◆ **ACTION ITEM**
The required output is every record, reproduced exactly.

Stored items
//! sprite-tools: collision map solidifiers and a GIF assembler for sprite sheets.

use std::{path::PathBuf, process::ExitCode};

use clap::{Args, Parser, Subcommand};
use log_dep::{debug, error, LevelFilter};

use sprite_tools::{
    animate,
    config::{AnimationSettings, SolidifyMode, SolidifySettings},
    error::{Error, Result},
    labeling::Connectivity,
    solidify,
    toml::{read_config_file, ConfigFile},
    DistanceMetric, Rgb,
};

#[derive(Parser)]
#[command(name = "sprite-tools")]
#[command(about = "Sprite-sheet post-processing: collision regions and GIF loops")]
#[command(version)]
struct Cli {
    /// TOML file with default overrides ([solidify] and [gif] sections)
    #[arg(long, global = true)]
    config: Option<PathBuf>,

    /// Also append log lines to this file
    #[arg(long, global = true)]
    log_file: Option<PathBuf>,

    /// More output (-v debug, -vv trace)
    #[arg(short, long, action = clap::ArgAction::Count, global = true)]
    verbose: u8,

    /// Only warnings and errors
    #[arg(short, long, global = true, conflicts_with = "verbose")]
    quiet: bool,

    #[command(subcommand)]
    command: Command,
}

#[derive(Subcommand)]
enum Command {
    /// Repaint the single largest marker region with a solid color
    Collision(SolidifyArgs),

    /// Repaint every marker region of at least --min-pixels pixels
    AntiCollision(AntiCollisionArgs),

    /// Assemble a directory of frames into an animated GIF
    Gif(GifArgs),
}

#[derive(Args)]
struct SolidifyArgs {
    /// Input image
    input: PathBuf,

    /// Output image (default: <input>_collision.<ext> or <input>_anti_collision.<ext>)
    #[arg(short, long)]
    output: Option<PathBuf>,

    /// Fill color for repainted regions [default: 255 255 255]
    #[arg(short = 'c', long = "color", num_args = 3, value_names = ["R", "G", "B"], allow_negative_numbers = true)]
    color: Option<Vec<i64>>,

    /// Maximum color distance from the marker [default: 100]
    #[arg(short, long, allow_negative_numbers = true)]
    tolerance: Option<i64>,

    /// Marker color to detect [default: 234 0 249]
    #[arg(long, num_args = 3, value_names = ["R", "G", "B"], allow_negative_numbers = true, conflicts_with = "pink")]
    marker: Option<Vec<i64>>,

    /// Color distance metric [default: euclidean]
    #[arg(long, value_enum, conflicts_with = "pink")]
    metric: Option<DistanceMetric>,

    /// Detect any shade of pink instead of a single marker color
    #[arg(long)]
    pink: bool,

    /// Pixel neighbourhood used to join regions [default: four]
    #[arg(long, value_enum)]
    connectivity: Option<Connectivity>,

    /// Write a JSON region report to this file
    #[arg(long)]
    report: Option<PathBuf>,
}

#[derive(Args)]
struct AntiCollisionArgs {
    #[command(flatten)]
    common: SolidifyArgs,

    /// Smallest region, in pixels, that gets repainted [default: 1000]
    #[arg(short, long, allow_negative_numbers = true)]
    min_pixels: Option<i64>,

    /// Repaint everything outside the selected regions with this color
    #[arg(long, num_args = 3, value_names = ["R", "G", "B"], allow_negative_numbers = true)]
    background: Option<Vec<i64>>,
}

#[derive(Args)]
struct GifArgs {
    /// Directory of frames, or a comma-separated list of frame files
    input: String,

    /// Output GIF [default: output.gif]
    #[arg(short, long)]
    output: Option<PathBuf>,

    /// Milliseconds per frame [default: 500]
    #[arg(short, long, allow_negative_numbers = true)]
    duration: Option<i64>,

    /// Number of loops, 0 for infinite [default: 0]
    #[arg(short = 'l', long = "loop", allow_negative_numbers = true)]
    loop_count: Option<i64>,

    /// Shrink frames to fit this box, keeping aspect ratio
    #[arg(long, num_args = 2, value_names = ["WIDTH", "HEIGHT"], allow_negative_numbers = true)]
    max_size: Option<Vec<i64>>,

    /// Scale frames to exactly this size
    #[arg(long, num_args = 2, value_names = ["WIDTH", "HEIGHT"], allow_negative_numbers = true)]
    target_size: Option<Vec<i64>>,

    /// File extensions to pick up from the input directory
    #[arg(long, num_args = 1..)]
    extensions: Option<Vec<String>>,

    /// Background that transparent pixels are flattened onto [default: 255 255 255]
    #[arg(long, num_args = 3, value_names = ["R", "G", "B"], allow_negative_numbers = true)]
    matte: Option<Vec<i64>>,
}

fn rgb(values: Option<Vec<i64>>) -> Result<Option<Rgb>> {
    match values.as_deref() {
        None => Ok(None),
        Some(&[r, g, b]) => Rgb::from_components(r, g, b).map(Some),
        Some(other) => Err(Error::InvalidColor(format!("{other:?}"))),
    }
}

fn pair(values: Option<Vec<i64>>) -> Option<[i64; 2]> {
    values.and_then(|values| values.try_into().ok())
}

impl SolidifyArgs {
    fn settings(&self) -> Result<SolidifySettings> {
        Ok(SolidifySettings {
            marker: rgb(self.marker.clone())?,
            fill: rgb(self.color.clone())?,
            tolerance: self.tolerance,
            metric: self.metric,
            connectivity: self.connectivity,
            pink: self.pink.then_some(true),
            ..Default::default()
        })
    }
}

impl GifArgs {
    fn settings(self) -> Result<AnimationSettings> {
        Ok(AnimationSettings {
            duration_ms: self.duration,
            loop_count: self.loop_count,
            extensions: self.extensions,
            matte: rgb(self.matte)?,
            max_size: pair(self.max_size),
            target_size: pair(self.target_size),
        })
    }
}

fn run(command: Command, file: ConfigFile) -> Result<()> {
    match command {
        Command::Collision(args) => {
            let config = args.settings()?.or(file.solidify).resolve(
                SolidifyMode::Largest,
                args.input,
                args.output,
                args.report,
            )?;
            debug!("{config:?}");
            solidify::run(&config)?;
        }
        Command::AntiCollision(args) => {
            let flags = SolidifySettings {
                min_pixels: args.min_pixels,
                background: rgb(args.background)?,
                ..args.common.settings()?
            };
            let common = args.common;
            let config = flags.or(file.solidify).resolve(
                SolidifyMode::Threshold,
                common.input,
                common.output,
                common.report,
            )?;
            debug!("{config:?}");
            solidify::run(&config)?;
        }
        Command::Gif(args) => {
            let input = args.input.clone();
            let output = args.output.clone();
            let config = args.settings()?.or(file.gif).resolve(&input, output)?;
            debug!("{config:?}");
            animate::run(&config)?;
        }
    }
    Ok(())
}

fn main() -> ExitCode {
    let cli = Cli::parse();

    let level = match (cli.quiet, cli.verbose) {
        (true, _) => LevelFilter::Warn,
        (false, 0) => LevelFilter::Info,
        (false, 1) => LevelFilter::Debug,
        (false, _) => LevelFilter::Trace,
    };
    if let Err(err) = sprite_tools::log::init(level, cli.log_file.as_deref()) {
        eprintln!("{err}");
        return ExitCode::from(73);
    }

    let result = match &cli.config {
        Some(path) => read_config_file(path),
        None => Ok(ConfigFile::default()),
    }
    .and_then(|file| run(cli.command, file));

    match result {
        Ok(()) => ExitCode::SUCCESS,
        Err(err) => {
            error!("{err}");
            ExitCode::from(err.exit_code())
        }
    }
}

◆ **RESULT BELOW**
//! sprite-tools: collision map solidifiers and a GIF assembler for sprite sheets.

use std::{path::PathBuf, process::ExitCode};

use clap::{Args, Parser, Subcommand};
use log_dep::{debug, error, LevelFilter};

use sprite_tools::{
    animate,
    config::{AnimationSettings, SolidifyMode, SolidifySettings},
    error::{Error, Result},
    labeling::Connectivity,
    solidify,
    toml::{read_config_file, ConfigFile},
    DistanceMetric, Rgb,
};

#[derive(Parser)]
#[command(name = "sprite-tools")]
#[command(about = "Sprite-sheet post-processing: collision regions and GIF loops")]
#[command(version)]
struct Cli {
    /// TOML file with default overrides ([solidify] and [gif] sections)
    #[arg(long, global = true)]
    config: Option<PathBuf>,

    /// Also append log lines to this file
    #[arg(long, global = true)]
    log_file: Option<PathBuf>,

    /// More output (-v debug, -vv trace)
    #[arg(short, long, action = clap::ArgAction::Count, global = true)]
    verbose: u8,

    /// Only warnings and errors
    #[arg(short, long, global = true, conflicts_with = "verbose")]
    quiet: bool,

    #[command(subcommand)]
    command: Command,
}

#[derive(Subcommand)]
enum Command {
    /// Repaint the single largest marker region with a solid color
    Collision(SolidifyArgs),

    /// Repaint every marker region of at least --min-pixels pixels
    AntiCollision(AntiCollisionArgs),

    /// Assemble a directory of frames into an animated GIF
    Gif(GifArgs),
}

#[derive(Args)]
struct SolidifyArgs {
    /// Input image
    input: PathBuf,

    /// Output image (default: <input>_collision.<ext> or <input>_anti_collision.<ext>)
    #[arg(short, long)]
    output: Option<PathBuf>,

    /// Fill color for repainted regions [default: 255 255 255]
    #[arg(short = 'c', long = "color", num_args = 3, value_names = ["R", "G", "B"], allow_negative_numbers = true)]
    color: Option<Vec<i64>>,

    /// Maximum color distance from the marker [default: 100]
    #[arg(short, long, allow_negative_numbers = true)]
    tolerance: Option<i64>,

    /// Marker color to detect [default: 234 0 249]
    #[arg(long, num_args = 3, value_names = ["R", "G", "B"], allow_negative_numbers = true, conflicts_with = "pink")]
    marker: Option<Vec<i64>>,

    /// Color distance metric [default: euclidean]
    #[arg(long, value_enum, conflicts_with = "pink")]
    metric: Option<DistanceMetric>,

    /// Detect any shade of pink instead of a single marker color
    #[arg(long)]
    pink: bool,

    /// Pixel neighbourhood used to join regions [default: four]
    #[arg(long, value_enum)]
    connectivity: Option<Connectivity>,

    /// Write a JSON region report to this file
    #[arg(long)]
    report: Option<PathBuf>,
}

#[derive(Args)]
struct AntiCollisionArgs {
    #[command(flatten)]
    common: SolidifyArgs,

    /// Smallest region, in pixels, that gets repainted [default: 1000]
    #[arg(short, long, allow_negative_numbers = true)]
    min_pixels: Option<i64>,

    /// Repaint everything outside the selected regions with this color
    #[arg(long, num_args = 3, value_names = ["R", "G", "B"], allow_negative_numbers = true)]
    background: Option<Vec<i64>>,
}

#[derive(Args)]
struct GifArgs {
    /// Directory of frames, or a comma-separated list of frame files
    input: String,

    /// Output GIF [default: output.gif]
    #[arg(short, long)]
    output: Option<PathBuf>,

    /// Milliseconds per frame [default: 500]
    #[arg(short, long, allow_negative_numbers = true)]
    duration: Option<i64>,

    /// Number of loops, 0 for infinite [default: 0]
    #[arg(short = 'l', long = "loop", allow_negative_numbers = true)]
    loop_count: Option<i64>,

    /// Shrink frames to fit this box, keeping aspect ratio
    #[arg(long, num_args = 2, value_names = ["WIDTH", "HEIGHT"], allow_negative_numbers = true)]
    max_size: Option<Vec<i64>>,

    /// Scale frames to exactly this size
    #[arg(long, num_args = 2, value_names = ["WIDTH", "HEIGHT"], allow_negative_numbers = true)]
    target_size: Option<Vec<i64>>,

    /// File extensions to pick up from the input directory
    #[arg(long, num_args = 1..)]
    extensions: Option<Vec<String>>,

    /// Background that transparent pixels are flattened onto [default: 255 255 255]
    #[arg(long, num_args = 3, value_names = ["R", "G", "B"], allow_negative_numbers = true)]
    matte: Option<Vec<i64>>,
}

fn rgb(values: Option<Vec<i64>>) -> Result<Option<Rgb>> {
    match values.as_deref() {
        None => Ok(None),
        Some(&[r, g, b]) => Rgb::from_components(r, g, b).map(Some),
        Some(other) => Err(Error::InvalidColor(format!("{other:?}"))),
    }
}

fn pair(values: Option<Vec<i64>>) -> Option<[i64; 2]> {
    values.and_then(|values| values.try_into().ok())
}

impl SolidifyArgs {
    fn settings(&self) -> Result<SolidifySettings> {
        Ok(SolidifySettings {
            marker: rgb(self.marker.clone())?,
            fill: rgb(self.color.clone())?,
            tolerance: self.tolerance,
            metric: self.metric,
            connectivity: self.connectivity,
            pink: self.pink.then_some(true),
            ..Default::default()
        })
    }
}

impl GifArgs {
    fn settings(self) -> Result<AnimationSettings> {
        Ok(AnimationSettings {
            duration_ms: self.duration,
            loop_count: self.loop_count,
            extensions: self.extensions,
            matte: rgb(self.matte)?,
            max_size: pair(self.max_size),
            target_size: pair(self.target_size),
        })
    }
}

fn run(command: Command, file: ConfigFile) -> Result<()> {
    match command {
        Command::Collision(args) => {
            let config = args.settings()?.or(file.solidify).resolve(
                SolidifyMode::Largest,
                args.input,
                args.output,
                args.report,
            )?;
            debug!("{config:?}");
            solidify::run(&config)?;
        }
        Command::AntiCollision(args) => {
            let flags = SolidifySettings {
                min_pixels: args.min_pixels,
                background: rgb(args.background)?,
                ..args.common.settings()?
            };
            let common = args.common;
            let config = flags.or(file.solidify).resolve(
                SolidifyMode::Threshold,
                common.input,
                common.output,
                common.report,
            )?;
            debug!("{config:?}");
            solidify::run(&config)?;
        }
        Command::Gif(args) => {
            let input = args.input.clone();
            let output = args.output.clone();
            let config = args.settings()?.or(file.gif).resolve(&input, output)?;
            debug!("{config:?}");
            animate::run(&config)?;
        }
    }
    Ok(())
}

fn main() -> ExitCode {
    let cli = Cli::parse();

    let level = match (cli.quiet, cli.verbose) {
        (true, _) => LevelFilter::Warn,
        (false, 0) => LevelFilter::Info,
        (false, 1) => LevelFilter::Debug,
        (false, _) => LevelFilter::Trace,
    };
    if let Err(err) = sprite_tools::log::init(level, cli.log_file.as_deref()) {
        eprintln!("{err}");
        return ExitCode::from(73);
    }

    let result = match &cli.config {
        Some(path) => read_config_file(path),
        None => Ok(ConfigFile::default()),
    }
    .and_then(|file| run(cli.command, file));

    match result {
        Ok(()) => ExitCode::SUCCESS,
        Err(err) => {
            error!("{err}");
            ExitCode::from(err.exit_code())
        }
    }
}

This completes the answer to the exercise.